The U.S. Department of Labor’s (DOL) 2010 spring regulatory agenda includes proposals containing bold new compliance burdens on employers. The DOL’s strategy for preempting violations of the FLSA, OSHA and equal employment opportunity laws includes requiring employers to prepare and adopt compliance plans. The DOL is hoping to reduce the number of overtime violations and misclassification of workers by requiring employers to document many of their decisions and to share that information with their workers and the government. Deputy Labor Secretary Seth Harris stated that the agenda is focused on rooting out possible violations in industries such as restaurants and discount retailing (for wage violations) and coal mining and construction (for safety violations) where employers often determine that the cost of compliance is outweighed by the financial benefits of violating the laws and the perceived low risk of getting caught.

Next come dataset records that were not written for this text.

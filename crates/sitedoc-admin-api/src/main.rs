//! Data-plane API for the sitedoc admin console.
//!
//! This service:
//! - Checks out the single site content document at startup (seeding an
//!   empty store with the built-in defaults)
//! - Exposes read/save/section operations over HTTP for the console
//! - Performs guarded saves where the store schema allows, and refuses
//!   further writes after a version conflict until the session is reloaded
//!
//! Authentication is deliberately absent: deploy behind an identity-aware
//! proxy.

use std::sync::Arc;

use clap::Parser;
use tokio::net::TcpListener;
use tokio::signal;
use tower_http::cors::{Any, CorsLayer};
use tower_http::trace::TraceLayer;
use tracing::{info, warn};
use tracing_subscriber::EnvFilter;

mod config;
mod error;
mod handlers;

use config::Config;
use handlers::AppState;
use sitedoc_store_core::{ContentClient, DocumentStore};
use sitedoc_store_memory::MemoryStore;
use sitedoc_store_postgrest::{PostgrestConfig, PostgrestStore};

#[tokio::main]
async fn main() -> anyhow::Result<()> {
    // Initialize logging
    tracing_subscriber::fmt()
        .with_env_filter(
            EnvFilter::try_from_default_env().unwrap_or_else(|_| EnvFilter::new("info")),
        )
        .init();

    let config = Config::parse();

    info!("Starting sitedoc-admin-api v{}", env!("CARGO_PKG_VERSION"));
    info!("  Host: {}", config.host);
    info!("  Port: {}", config.port);
    info!("  Store: {}", config.store);

    let store: Arc<dyn DocumentStore> = match config.store.as_str() {
        "postgrest" => {
            let base_url = config.postgrest_url.clone().ok_or_else(|| {
                anyhow::anyhow!("--postgrest-url (SUPABASE_URL) is required for the postgrest store")
            })?;
            let api_key = config.postgrest_key.clone().ok_or_else(|| {
                anyhow::anyhow!("--postgrest-key (SUPABASE_KEY) is required for the postgrest store")
            })?;
            info!("  PostgREST: {} (table {})", base_url, config.table);

            let mut postgrest = PostgrestConfig::new(base_url, api_key);
            postgrest.table = config.table.clone();
            postgrest.swap_function = config.swap_function.clone();
            postgrest.row_id = config.row_id;
            Arc::new(PostgrestStore::new(postgrest))
        }
        "memory" => {
            warn!("  Using in-memory store; content will not survive a restart");
            Arc::new(MemoryStore::new())
        }
        other => anyhow::bail!("unknown store backend: {other} (expected \"memory\" or \"postgrest\")"),
    };

    // Check out the document; this seeds an empty store with the defaults.
    let client = ContentClient::connect(store).await?;
    let status = client.status();
    info!("  Sections: {}", client.document().sections.len());
    info!("  Capability: {:?}", status.capability);
    if let Some(warning) = status.warning {
        warn!("  {}", warning);
    }
    warn!("  Auth: none (front this service with an identity-aware proxy)");

    let state = AppState::new(client);

    // Configure CORS
    let cors = CorsLayer::new()
        .allow_origin(Any)
        .allow_methods(Any)
        .allow_headers(Any);

    // Build router
    let app = handlers::router(state)
        .layer(cors)
        .layer(TraceLayer::new_for_http());

    // Bind and serve
    let addr = format!("{}:{}", config.host, config.port);
    let listener = TcpListener::bind(&addr).await?;
    info!("Listening on http://{}", addr);

    axum::serve(listener, app)
        .with_graceful_shutdown(shutdown_signal())
        .await?;

    info!("Server shutdown complete");
    Ok(())
}

async fn shutdown_signal() {
    let ctrl_c = async {
        signal::ctrl_c()
            .await
            .expect("Failed to install Ctrl+C handler");
        info!("Received Ctrl+C, initiating shutdown");
    };

    #[cfg(unix)]
    let terminate = async {
        signal::unix::signal(signal::unix::SignalKind::terminate())
            .expect("Failed to install SIGTERM handler")
            .recv()
            .await;
        info!("Received SIGTERM, initiating shutdown");
    };

    #[cfg(not(unix))]
    let terminate = std::future::pending::<()>();

    tokio::select! {
        _ = ctrl_c => {},
        _ = terminate => {},
    }
}
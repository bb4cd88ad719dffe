//! PostgREST (Supabase-compatible) backend for the sitedoc content store.
//!
//! Speaks plain PostgREST conventions: single-object reads via the
//! `vnd.pgrst.object+json` Accept header, writes with `Prefer: return=minimal`,
//! and the atomic swap as an `/rpc/` call. Schema gaps and conflicts are
//! recognized from SQLSTATE and PostgREST error codes and re-expressed in the
//! core error taxonomy; no raw code leaves this crate.
//!
//! `schema.sql` at the crate root creates the table and the swap function.

mod config;
mod store;

pub use config::PostgrestConfig;
pub use store::PostgrestStore;
use super::{FrameLookup, GeorefObservation, InboundMessage, LookupError, RunOptimizationRoute};
use crate::estimator::{Estimator, EstimatorError, SolveReport};
use std::sync::Arc;
use std::time::Duration;

#[derive(thiserror::Error, Debug)]
pub enum IngestError {
    /// The world-frame position could not be resolved; the observation is gone.
    #[error("no world-frame correlate for observation at t={stamp:.3}: {source}")]
    MissingCorrelate { stamp: f64, source: LookupError },
    /// A run-optimization request without payload reached the observation path.
    #[error("run-optimization request carries no observation")]
    MissingPayload,
    #[error(transparent)]
    Estimator(#[from] EstimatorError),
}

/// Frames and routing used by [`ObservationHandler`].
#[derive(Clone, Debug, PartialEq)]
pub struct HandlerParams {
    /// Frame the correlate is expressed in.
    pub world_frame: String,
    /// Frame observations are expected to be reported for.
    pub source_frame: String,
    /// Bounded wait for the world-frame correlate.
    pub lookup_timeout: Duration,
    pub route: RunOptimizationRoute,
}

impl Default for HandlerParams {
    fn default() -> Self {
        Self {
            world_frame: "world".to_string(),
            source_frame: "navsat_link".to_string(),
            lookup_timeout: Duration::from_secs(3),
            route: RunOptimizationRoute::default(),
        }
    }
}

/// What happened to one inbound message.
#[derive(Debug)]
pub enum IngestOutcome {
    /// The observation was paired and stored.
    Ingested {
        /// History size after the append.
        correspondences: usize,
        /// The observation declared another frame than expected.
        frame_mismatch: bool,
        /// Present when the append crossed a batch boundary.
        solve: Option<SolveReport>,
    },
    /// An explicit re-optimization ran.
    Solved(SolveReport),
}

impl IngestOutcome {
    /// The solve this message caused, if any.
    pub fn solve_report(&self) -> Option<&SolveReport> {
        match self {
            IngestOutcome::Ingested { solve, .. } => solve.as_ref(),
            IngestOutcome::Solved(report) => Some(report),
        }
    }
}

/// Pairs georeferenced observations with world-frame positions and feeds
/// them to the estimator.
///
/// Every failure is logged once here at warn level before it is returned, so
/// callers driving a message loop can simply move on to the next message.
pub struct ObservationHandler<L: FrameLookup> {
    estimator: Arc<Estimator>,
    lookup: L,
    params: HandlerParams,
}

impl<L: FrameLookup> ObservationHandler<L> {
    pub fn new(estimator: Arc<Estimator>, lookup: L, params: HandlerParams) -> Self {
        Self {
            estimator,
            lookup,
            params,
        }
    }

    pub fn estimator(&self) -> &Arc<Estimator> {
        &self.estimator
    }

    pub fn lookup(&self) -> &L {
        &self.lookup
    }

    pub fn params(&self) -> &HandlerParams {
        &self.params
    }

    /// Dispatch one inbound message according to the configured route.
    pub fn handle(&self, message: InboundMessage) -> Result<IngestOutcome, IngestError> {
        match message {
            InboundMessage::Observation(obs) => self.handle_observation(&obs),
            InboundMessage::RunOptimization(payload) => self.handle_run_optimization(payload),
        }
    }

    pub fn handle_observation(
        &self,
        obs: &GeorefObservation,
    ) -> Result<IngestOutcome, IngestError> {
        let frame_mismatch = obs.frame_id != self.params.source_frame;
        if frame_mismatch {
            log::warn!(
                "expecting observations for {}, received: {}",
                self.params.source_frame,
                obs.frame_id
            );
        }

        // Resolved before touching the estimator so a slow lookup never
        // holds its lock.
        let world = self
            .lookup
            .lookup_position(
                &self.params.world_frame,
                &self.params.source_frame,
                obs.stamp,
                self.params.lookup_timeout,
            )
            .map_err(|source| {
                log::warn!("dropping observation at t={:.3}: {source}", obs.stamp);
                IngestError::MissingCorrelate {
                    stamp: obs.stamp,
                    source,
                }
            })?;

        let solve = self.estimator.ingest(world, obs.position).map_err(|err| {
            log::warn!("observation at t={:.3} rejected: {err}", obs.stamp);
            IngestError::from(err)
        })?;

        Ok(IngestOutcome::Ingested {
            correspondences: solve
                .as_ref()
                .map_or_else(|| self.estimator.correspondence_count(), |r| r.correspondences),
            frame_mismatch,
            solve,
        })
    }

    pub fn handle_run_optimization(
        &self,
        payload: Option<GeorefObservation>,
    ) -> Result<IngestOutcome, IngestError> {
        match self.params.route {
            RunOptimizationRoute::ImmediateSolve => {
                log::info!("run-optimization requested");
                self.estimator.solve().map(IngestOutcome::Solved).map_err(|err| {
                    log::warn!("run-optimization failed: {err}");
                    IngestError::from(err)
                })
            }
            RunOptimizationRoute::ObservationHandler => match payload {
                Some(obs) => self.handle_observation(&obs),
                None => {
                    log::warn!("run-optimization request without observation dropped");
                    Err(IngestError::MissingPayload)
                }
            },
        }
    }
}

#[cfg(test)]
mod tests {
    use super::*;
    use crate::estimator::{EstimatorParams, SolveTrigger};
    use crate::ingest::PoseBuffer;
    use georef_align_core::TransformEstimate;
    use nalgebra::Point2;

    fn handler(route: RunOptimizationRoute) -> ObservationHandler<PoseBuffer> {
        let params = EstimatorParams {
            batch_size: 3,
            ..EstimatorParams::default()
        };
        let estimator = Arc::new(Estimator::new(params).unwrap());
        let buffer = PoseBuffer::new("world", "navsat_link");
        for i in 0..10 {
            buffer.insert(i as f64, Point2::new(i as f64, (i * i) as f64 * 0.1));
        }
        ObservationHandler::new(
            estimator,
            buffer,
            HandlerParams {
                lookup_timeout: Duration::ZERO,
                route,
                ..HandlerParams::default()
            },
        )
    }

    fn observation(h: &ObservationHandler<PoseBuffer>, stamp: f64) -> GeorefObservation {
        let truth = TransformEstimate::new([100.0, 200.0], 0.2);
        let world = h
            .lookup()
            .lookup_position("world", "navsat_link", stamp, Duration::ZERO)
            .unwrap();
        GeorefObservation::new("navsat_link", stamp, truth.apply(world))
    }

    #[test]
    fn missing_correlate_drops_observation() {
        let h = handler(RunOptimizationRoute::ImmediateSolve);
        let obs = GeorefObservation::new("navsat_link", 42.0, Point2::new(1.0, 1.0));
        let err = h.handle_observation(&obs).unwrap_err();
        assert!(matches!(
            err,
            IngestError::MissingCorrelate {
                source: LookupError::Timeout { .. },
                ..
            }
        ));
        assert_eq!(h.estimator().correspondence_count(), 0);
    }

    #[test]
    fn frame_mismatch_is_tolerated() {
        let h = handler(RunOptimizationRoute::ImmediateSolve);
        let mut obs = observation(&h, 1.0);
        obs.frame_id = "gps".to_string();
        match h.handle_observation(&obs).unwrap() {
            IngestOutcome::Ingested {
                correspondences,
                frame_mismatch,
                solve,
            } => {
                assert_eq!(correspondences, 1);
                assert!(frame_mismatch);
                assert!(solve.is_none());
            }
            other => panic!("unexpected {other:?}"),
        }
    }

    #[test]
    fn immediate_route_solves_without_batch_boundary() {
        let h = handler(RunOptimizationRoute::ImmediateSolve);
        h.handle(InboundMessage::Observation(observation(&h, 1.0))).unwrap();
        h.handle(InboundMessage::Observation(observation(&h, 2.5))).unwrap();
        let outcome = h.handle(InboundMessage::RunOptimization(None)).unwrap();
        let report = outcome.solve_report().expect("solve ran");
        assert_eq!(report.trigger, SolveTrigger::OnDemand);
        assert_eq!(report.correspondences, 2);
    }

    #[test]
    fn shared_route_ingests_payload_and_drops_empty_requests() {
        let h = handler(RunOptimizationRoute::ObservationHandler);
        assert!(matches!(
            h.handle(InboundMessage::RunOptimization(None)),
            Err(IngestError::MissingPayload)
        ));
        let obs = observation(&h, 4.0);
        let outcome = h.handle(InboundMessage::RunOptimization(Some(obs))).unwrap();
        assert!(outcome.solve_report().is_none());
        assert_eq!(h.estimator().correspondence_count(), 1);
        assert_eq!(h.estimator().snapshot().generation, 0);
    }

    #[test]
    fn third_observation_triggers_batch() {
        let h = handler(RunOptimizationRoute::ImmediateSolve);
        let mut last = None;
        for stamp in [1.0, 3.0, 6.0] {
            last = Some(h.handle_observation(&observation(&h, stamp)).unwrap());
        }
        let report = last.unwrap().solve_report().cloned().expect("batch solve");
        assert_eq!(report.trigger, SolveTrigger::Batch);
        assert_eq!(report.correspondences, 3);
    }
}
use georef_align_core::{SolverSummary, TransformEstimate};
use serde::{Deserialize, Serialize};
use std::path::PathBuf;

/// What started a solve.
#[derive(Clone, Copy, Debug, PartialEq, Eq, Serialize, Deserialize)]
#[serde(rename_all = "snake_case")]
pub enum SolveTrigger {
    /// The history size crossed a multiple of the batch size.
    Batch,
    /// An explicit run-optimization request.
    OnDemand,
}

/// Outcome of one full-batch solve.
#[derive(Clone, Debug, Serialize, Deserialize)]
pub struct SolveReport {
    pub trigger: SolveTrigger,
    /// Number of correspondences the solve used.
    pub correspondences: usize,
    /// Incremented by every solve; `0` is the configured initial estimate.
    pub generation: u64,
    pub previous: TransformEstimate,
    /// Estimate now being published, kept even when the solve did not converge.
    pub estimate: TransformEstimate,
    pub summary: SolverSummary,
    /// Where the diagnostic table was written, if export is enabled and succeeded.
    #[serde(default)]
    pub diagnostics: Option<PathBuf>,
}

impl SolveReport {
    #[inline]
    pub fn is_converged(&self) -> bool {
        self.summary.is_converged()
    }
}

Harris wants to foster employer compliance and replace what he described as the “catch me if you can” mentality of businesses. To accomplish this, the DOL is seeking to propose rules that would require employers to put together a plan designed to avoid violations of the workplace laws, implement the plan and make sure that the implemented plan is effective at preventing violations. The specifics of exactly what employers would be required to do are not yet determined. Harris did provide one example—to prevent worker misclassification, employers would be required to prepare a written explanation of why workers should be considered independent contractors rather than employees, which would be shared with their workers.
The proposed rules are still in the early drafting stages, and employers are expected to be given a chance to respond before any final rules are issued. While the process is expected to take more than a year, employer groups are anxious to see more details of the proposal.